How Do We Respond to Culture?

Andy Crouch came to Northeastern Seminary this past week and lead a conference entitled Culture Making: Recovering our Creative Calling. I had a great time hearing his thoughts and connecting with many church leaders/seminary students. My friend JP, who works for Northeastern, asked that I “live tweet” the event and was glad to spread the inspiring thoughts being shared from Andy and the other teachers.

First off, I think it is important to nail down a definition of the word “culture”, since everyone has a different definition of the word. You can read Andy’s shorthand version in the picture above (which I find to be a good one).

Culture is the things we make and/or the meaning we make.

But what I would like to focus on are some of the thoughts he shared regarding how we as Christians do/should respond to the culture around us.  Andy suggests that the first four responses below are reactive, whereas the last two are Biblical.


6 Ways to Respond to Culture


1.) Condemn it

One common response from Christians is to “condemn” the world around you.
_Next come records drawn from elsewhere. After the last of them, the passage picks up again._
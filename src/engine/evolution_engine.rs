use crate::config::RunConfig;
use crate::error::{EvoError, Result};
use log::{debug, warn};
use rand::rngs::StdRng;
use rand::{Rng, SeedableRng};
use std::cmp::Ordering;
use std::collections::HashSet;
use std::mem;

use super::allele_index::AlleleIndex;
use super::evolvable::{Evolvable, GeneMap};
use super::pool::GenePool;
use super::progress::ProgressCallback;

/// Attempt count at which a still-spinning rejection loop starts logging.
const STALL_WARN_INTERVAL: u64 = 100_000;

/// Drives selection, recombination, and mutation over a caller-supplied
/// candidate type.
///
/// The engine owns the gene pool, the current population (fully replaced
/// each generation), the all-time best archive, and its RNG. Nothing is
/// shared or global: independent concurrent runs each construct their own
/// engine.
///
/// Acceptance of new candidates is rejection sampling against
/// [`Evolvable::can_survive`]. Those loops are unbounded by default: a
/// survivability predicate that is too strict relative to the pool's alleles
/// can spin indefinitely. Set [`RunConfig::max_attempts`] to trade that
/// faithfulness for a distinguishable [`EvoError::Infeasible`].
pub struct EvolutionEngine<E: Evolvable, R = StdRng> {
    pool: GenePool<E::Allele>,
    population: Vec<E>,
    archive: Vec<E>,
    rng: R,
}

impl<E: Evolvable> EvolutionEngine<E, StdRng> {
    /// Engine with an entropy-seeded RNG.
    pub fn new(pool: GenePool<E::Allele>) -> Result<Self> {
        Self::with_rng(pool, StdRng::from_entropy())
    }

    /// Engine with a reproducible RNG stream.
    pub fn with_seed(pool: GenePool<E::Allele>, seed: u64) -> Result<Self> {
        Self::with_rng(pool, StdRng::seed_from_u64(seed))
    }
}

impl<E: Evolvable, R> EvolutionEngine<E, R> {
    pub fn pool(&self) -> &GenePool<E::Allele> {
        &self.pool
    }

    /// Current generation. Fully replaced by each pass of the loop; a
    /// candidate only persists by being re-selected as a parent or archived.
    pub fn population(&self) -> &[E] {
        &self.population
    }

    /// Replace the current population wholesale, e.g. to seed a run with
    /// hand-built candidates.
    pub fn set_population(&mut self, population: Vec<E>) {
        self.population = population;
    }

    /// All-time best candidates: bounded, deduplicated by
    /// [`Evolvable::unique`], fitness-descending.
    pub fn archive(&self) -> &[E] {
        &self.archive
    }

    pub fn best(&self) -> Option<&E> {
        self.archive.first()
    }

    pub fn best_fitness(&self) -> Option<f64> {
        self.best().map(|candidate| candidate.fitness_level())
    }

    /// The `n` fittest members of the current population, fitness
    /// descending. Ties keep population order (stable sort), so repeated
    /// calls on an unchanged population return the same candidates. Returns
    /// fewer than `n` only when the population is smaller.
    pub fn select_parents(&self, n: usize) -> Vec<E> {
        let mut ranked: Vec<&E> = self.population.iter().collect();
        ranked.sort_by(|a, b| {
            b.fitness_level()
                .partial_cmp(&a.fitness_level())
                .unwrap_or(Ordering::Equal)
        });
        ranked.into_iter().take(n).cloned().collect()
    }

    /// Fold the current population into the archive: deduplicate by
    /// [`Evolvable::unique`] (existing archive entries win), sort fitness
    /// descending, keep the best `n_best`.
    pub fn update_archive(&mut self, n_best: usize) {
        let mut seen: HashSet<E::Key> = HashSet::new();
        let mut merged: Vec<E> =
            Vec::with_capacity(self.archive.len() + self.population.len());
        for candidate in self.archive.iter().chain(self.population.iter()) {
            if seen.insert(candidate.unique()) {
                merged.push(candidate.clone());
            }
        }
        merged.sort_by(|a, b| {
            b.fitness_level()
                .partial_cmp(&a.fitness_level())
                .unwrap_or(Ordering::Equal)
        });
        merged.truncate(n_best);
        self.archive = merged;
    }
}

impl<E: Evolvable, R: Rng> EvolutionEngine<E, R> {
    /// Engine with a caller-supplied RNG. Fails fast when the pool has no
    /// genes or a gene has no alleles.
    pub fn with_rng(pool: GenePool<E::Allele>, rng: R) -> Result<Self> {
        if pool.is_empty() {
            return Err(EvoError::Configuration(
                "gene pool has no genes".to_string(),
            ));
        }
        if let Some((name, _)) = pool.iter().find(|(_, alleles)| alleles.is_empty()) {
            return Err(EvoError::Configuration(format!(
                "gene {:?} has no alleles",
                name
            )));
        }
        Ok(Self {
            pool,
            population: Vec::new(),
            archive: Vec::new(),
            rng,
        })
    }

    /// Build a candidate by drawing one allele per pool gene, then accept it
    /// only if it survives.
    ///
    /// Both draws are rejection loops: the per-gene draw repeats until the
    /// allele value appears nowhere else in the candidate's mapping, and the
    /// whole construction repeats until [`Evolvable::can_survive`] holds.
    pub fn generate_random_candidate(&mut self, max_attempts: Option<u64>) -> Result<E> {
        let mut attempts: u64 = 0;
        loop {
            let mut genes: GeneMap<E::Allele> = GeneMap::new();
            for (name, alleles) in self.pool.iter() {
                let mut draw_attempts: u64 = 0;
                let allele = loop {
                    let pick = &alleles[self.rng.gen_range(0..alleles.len())];
                    if !genes.values().any(|taken| taken == pick) {
                        break pick.clone();
                    }
                    draw_attempts =
                        bump_attempts("allele draw", draw_attempts, max_attempts)?;
                };
                genes.insert(name.to_string(), allele);
            }

            let mut candidate = E::from_genes(genes);
            if candidate.can_survive() {
                candidate.enable_attribute_cache();
                return Ok(candidate);
            }
            attempts = bump_attempts("random generation", attempts, max_attempts)?;
        }
    }

    /// Breed one child from two parents via position-sliced crossover.
    ///
    /// A cut range is drawn in allele-position space, not over gene
    /// identity, so the same physical range can straddle different genes in
    /// each parent. One uniformly chosen parent donates everything inside
    /// the range, the other everything outside it; when both slices carry
    /// the same gene, the first binding wins. The child is always mutated
    /// once before the survivability gate, and the whole draw is repeated
    /// until the gate passes.
    pub fn recombine(
        &mut self,
        first: &E,
        second: &E,
        max_attempts: Option<u64>,
    ) -> Result<E> {
        let mut attempts: u64 = 0;
        loop {
            let (mut start, mut stop) = (self.rng.gen::<f64>(), self.rng.gen::<f64>());
            if start > stop {
                mem::swap(&mut start, &mut stop);
            }

            let first_index = self.materialize_index(first);
            let second_index = self.materialize_index(second);
            let (donor, other) = if self.rng.gen_range(0..2) == 0 {
                (&first_index, &second_index)
            } else {
                (&second_index, &first_index)
            };

            let mut bindings = donor.range(start, stop);
            bindings.extend(other.complement(start, stop));

            let mut genes: GeneMap<E::Allele> = GeneMap::new();
            for ((gene, allele), _) in bindings.iter() {
                genes
                    .entry(gene.clone())
                    .or_insert_with(|| allele.clone());
            }

            let mut child = E::from_genes(genes);
            self.mutate(&mut child, 1, 2, max_attempts)?;

            if child.can_survive() {
                child.enable_attribute_cache();
                return Ok(child);
            }
            attempts = bump_attempts("recombination", attempts, max_attempts)?;
        }
    }

    /// Replace between `min_swaps` and `max_swaps` of the candidate's genes
    /// with random pool draws, in place.
    ///
    /// Each replacement allele must not already appear anywhere in the
    /// candidate's mapping; a gene absent from the candidate is inserted.
    /// Survivability is not re-checked here; callers revalidate afterward.
    pub fn mutate(
        &mut self,
        candidate: &mut E,
        min_swaps: usize,
        max_swaps: usize,
        max_attempts: Option<u64>,
    ) -> Result<()> {
        let swaps = self.rng.gen_range(min_swaps..=max_swaps);
        for _ in 0..swaps {
            let mut attempts: u64 = 0;
            loop {
                let Some((gene, allele)) = self.pool.random_pair(&mut self.rng) else {
                    return Ok(()); // empty pools are rejected at construction
                };
                if !candidate.genes().values().any(|taken| taken == allele) {
                    let gene = gene.to_string();
                    let allele = allele.clone();
                    candidate.genes_mut().insert(gene, allele);
                    break;
                }
                attempts = bump_attempts("mutation draw", attempts, max_attempts)?;
            }
        }
        Ok(())
    }

    /// Run the generation loop.
    ///
    /// Seeds the population with `n_children` random candidates only when it
    /// is empty, so successive calls continue from the existing population.
    /// Fails fast on an invalid config and when `progress_every` and the
    /// callback are not supplied together. Each generation: fire the
    /// callback on the configured cadence, select the two best parents,
    /// breed `n_children` children, replace the population, fold it into the
    /// archive.
    pub fn run(
        &mut self,
        config: &RunConfig,
        mut progress: Option<&mut dyn ProgressCallback<E, R>>,
    ) -> Result<()> {
        config.validate()?;
        match (config.progress_every, progress.is_some()) {
            (Some(_), false) | (None, true) => {
                return Err(EvoError::Configuration(
                    "progress_every and a progress callback must be supplied together"
                        .to_string(),
                ));
            }
            _ => {}
        }

        if self.population.is_empty() {
            let mut seeded = Vec::with_capacity(config.n_children);
            for _ in 0..config.n_children {
                seeded.push(self.generate_random_candidate(config.max_attempts)?);
            }
            self.population = seeded;
            self.update_archive(config.n_best);
        }

        for generation in 0..config.generations {
            if let (Some(every), Some(callback)) =
                (config.progress_every, progress.as_deref_mut())
            {
                if generation % every == 0 {
                    callback.on_generation(self, generation);
                }
            }

            let parents = self.select_parents(2);
            let Some(first) = parents.first() else {
                break; // unreachable: the population is seeded above
            };
            let second = parents.get(1).unwrap_or(first);

            let mut next = Vec::with_capacity(config.n_children);
            for _ in 0..config.n_children {
                next.push(self.recombine(first, second, config.max_attempts)?);
            }
            self.population = next;
            self.update_archive(config.n_best);
            debug!(
                "generation {} complete, best fitness {:?}",
                generation,
                self.best_fitness()
            );
        }
        Ok(())
    }

    /// Allele index over a candidate's realized gene set: each gene/allele
    /// binding pinned to a fresh uniform position.
    fn materialize_index(&mut self, candidate: &E) -> AlleleIndex<(String, E::Allele)> {
        let mut index = AlleleIndex::new();
        for (gene, allele) in candidate.genes() {
            index.add_uniform((gene.clone(), allele.clone()), &mut self.rng);
        }
        index
    }
}

/// Count one failed attempt of `operation`, logging periodically and
/// enforcing the optional cap.
fn bump_attempts(
    operation: &'static str,
    attempts: u64,
    max_attempts: Option<u64>,
) -> Result<u64> {
    let attempts = attempts + 1;
    if let Some(cap) = max_attempts {
        if attempts >= cap {
            return Err(EvoError::Infeasible {
                operation,
                attempts,
            });
        }
    }
    if attempts % STALL_WARN_INTERVAL == 0 {
        warn!(
            "{} still unaccepted after {} attempts; the survivability \
             constraint may be infeasible for this pool",
            operation, attempts
        );
    }
    Ok(attempts)
}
The idea is that the world will continue to morally decay until Christ returns, so we should condemn the culture for everything wrong with it.  Looking back 60 years ago, this would be the common Christian thought.  Christians should not play card games (could lead to gambling), watch any movies, or listen to any music that did not have a Christian label on it.

2.) Critique it.

Another response is to “critique” culture.  This would be similar to that of Francis Schaeffer stance – that Christians should stay at a distance from culture, but can weigh in on the parts of it from a distance.  Andy suggested that you could make a Biblical case for this (as Shaeffer did), but it is not the response that is most true to what Scripture points us to.  Sometimes this is helpful, but often can simply create an “us versus them” mentality (them being our neighbors).

3. Copy it.

Copying culture is taking what the culture has done and changing it to make it “Christianized”.  I remember growing up there were a bunch of t-shirts that said, “Basketball is life…the rest is just details.”  However, I rocked a shirt that looked similar to this one, saying, “Basketball is my game…JESUS IS MY LIFE!”.  Andy shared that the problem with this response is that often times it is based on a cultural “fad” (he used the example of “Jesus Died for Pedro” – referring to the movie Napolean Dynamite) and that it is often behind the times.  Also, it often times tries to fit the Gospel, or some Biblical truth, into some sort of mold that it doesn’t actually fit into.  It can dumb down the message of truth.

4. Consume it.

Unfortunately, this is the posture most of us as Americans take today.  From “consuming” at church, to consuming by sitting and watching our televisions at night, we are not reflective upon the things we are filling our lives with.  We simply sit there and are entertained.  We consume culture but we do not…

5. Cultivate it.

The idea of cultivating culture, which Andy Crouch suggests is the more Biblical response to culture, comes from the original Garden of Eden story.  In Genesis 2, the job that God gives to Adam is to “till the land, plant it, and keep it” (vs. 8, 15). The original job of mankind, before the Fall, is to cultivate.  The other Biblical response is to…

6. Create it.

Out of the ground the Lord God formed every animal of the field and every bird of the air and brought them to the man to see what he would call them; and whatever the man called every living creature, that was its name.” Genesis 2.19

The Creator gives his creation the ability to re-create. Adam creates names for all the creatures – and God gives him full control of this. As I tweeted from the conference: “In Genesis 2, Adam CULTIVATES the Garden and CREATES names for the animals. This, Crouch says, is the only way to change culture.”

What do you think? Is it a worthwhile endeavor to try and influence culture? What’s your posture towards culture? What is the most “Biblical” response to culture?